The TearLab™ osmometer is still very new technology, having become commercially available in Europe only in 2008. Some authors feel that there may still be problems with sample collection, particularly with reflex tearing. This may cause inaccuracies in the data, as reflex tearing is known to have a differing composition to basal tears and may have led to altered values for tear osmolarity in this study. Having said that, we did not recognize excessive blinking during tear sampling in the animals involved in the current study, so reflex tearing may not be a problem in dogs being tested with the TearLab™.

Further testing focussing on intra-subject variation in tear osmolarity readings taking repeated readings from several subjects would be useful, to help to explain the high standard deviation seen in tear osmolarity readings. Other possible causes of the high standard deviation seen in tear osmolarity of dogs may include a difference in tear film composition compared with that of humans or their high conformational variation, as discussed above. Repeating the study using a population of cats would also be interesting as Domestic Shorthair cats tend to have fairly well conserved ocular conformation which would help to eliminate some of the problems encountered in this study.

The multifactorial aetiology of dry eye disease in humans causes great difficulty in diagnosis. Equally, poor correlation of clinical symptoms and clinical signs is noted, with only 57% of symptomatic patients shown to have objective measures of dry eye. To address these diagnostic difficulties, a matrix combining diagnostic tests and clinical signs has been developed known as the DEWS definition and classification scheme for dry eye disease [20]. This enables practitioners to grade the severity of dry eye disease in patients, as well as allowing effective diagnosis of the disease. It would be both interesting and clinically useful to create a similar matrix for dry eye disease in dogs.

Conclusion

This study showed the potential value of measuring tear omolarity in gaining a better understanding of the tear film in normal and KCS-affected dogs. The use of the TearLab™ system in canine patients is more rapid and easily employed than the Schirmer tear test, with less patient irritation. The minimally invasive nature and rapidity of sample taking is highly desirable.
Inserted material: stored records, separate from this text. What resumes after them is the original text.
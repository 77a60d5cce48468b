// Commands sent from the scheduling thread to the audio callback

use crate::audio::clock::Tone;

#[derive(Debug, Clone, Copy, PartialEq)]
pub enum Command {
    /// Start a tone at its absolute audio clock time
    ScheduleTone(Tone),
    /// Master output gain in [0, 1]
    SetMasterGain(f32),
}
// Note representation for the sequence player
// A note is a recorded (or generated) pitch with an onset and a duration in seconds

use serde::{Deserialize, Serialize};

/// Unique identifier for notes
pub type NoteId = u64;

/// A note in a performance recording
///
/// Times are in seconds of song time, independent of playback speed.
#[derive(Debug, Clone, Copy, PartialEq, Serialize, Deserialize)]
pub struct Note {
    /// Identity of the source note (kept through trimming and scaling)
    pub id: NoteId,

    /// MIDI note number (0-127, where 60 = C4)
    pub pitch: u8,

    /// Onset in seconds from the start of the recording
    pub onset: f64,

    /// Duration in seconds
    pub duration: f64,

    /// MIDI velocity (0-127)
    pub velocity: u8,
}

impl Note {
    /// Creates a new note
    pub fn new(id: NoteId, pitch: u8, onset: f64, duration: f64, velocity: u8) -> Self {
        assert!(pitch <= 127, "MIDI pitch must be 0-127");
        assert!(velocity <= 127, "MIDI velocity must be 0-127");

        Self {
            id,
            pitch,
            onset,
            duration,
            velocity,
        }
    }

    /// End of the note in song time
    pub fn end(&self) -> f64 {
        self.onset + self.duration
    }

    /// Whether the note can be scheduled at all
    ///
    /// Recordings occasionally contain notes with a broken onset or a
    /// negative length; those are skipped by the timeline builder.
    pub fn is_playable(&self) -> bool {
        self.onset.is_finite() && self.onset >= 0.0 && self.duration.is_finite() && self.duration >= 0.0
    }

    /// Equal-tempered frequency, A4 (MIDI 69) = 440 Hz
    pub fn frequency(&self) -> f32 {
        midi_to_frequency(self.pitch)
    }

    /// Get the note name (e.g., "C4", "A#5")
    pub fn note_name(&self) -> String {
        note_name(self.pitch)
    }
}

/// Name of a MIDI note number, octave 4 starting at middle C (60)
pub fn note_name(pitch: u8) -> String {
    const NOTE_NAMES: [&str; 12] = [
        "C", "C#", "D", "D#", "E", "F", "F#", "G", "G#", "A", "A#", "B",
    ];

    let octave = (pitch / 12) as i32 - 1;
    let note_index = (pitch % 12) as usize;

    format!("{}{}", NOTE_NAMES[note_index], octave)
}

/// Frequency in Hz of a MIDI note number
pub fn midi_to_frequency(pitch: u8) -> f32 {
    440.0 * 2f32.powf((pitch as f32 - 69.0) / 12.0)
}

/// Length of a recording: the latest end among playable notes
pub fn song_duration(notes: &[Note]) -> f64 {
    notes
        .iter()
        .filter(|note| note.is_playable())
        .map(Note::end)
        .fold(0.0, f64::max)
}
Further testing needs to be performed to discover whether the TearLab™ osmometer would be truly useful as an aid to diagnosis of dry eye disease in veterinary patients. Ultimately, a more effective diagnosis of dry eye disease, such as is used in humans, is important in veterinary ophthalmology both for the welfare of patients under our care and the diagnostic satisfaction of veterinary surgeons.

Acknowledgement

We would like to thank TearLab corporation for their kind loan of the TearLab osmolarity system and to the owners of the dogs involved for permission to include their pets in the study. The study was approved by the Ethics and Welfare Committee of the Department of Veterinary Medicine, University of Cambridge and all owners gave fully informed consent before their dogs were included in the study.

Competing Interests

The authors declare that they have no competing interests.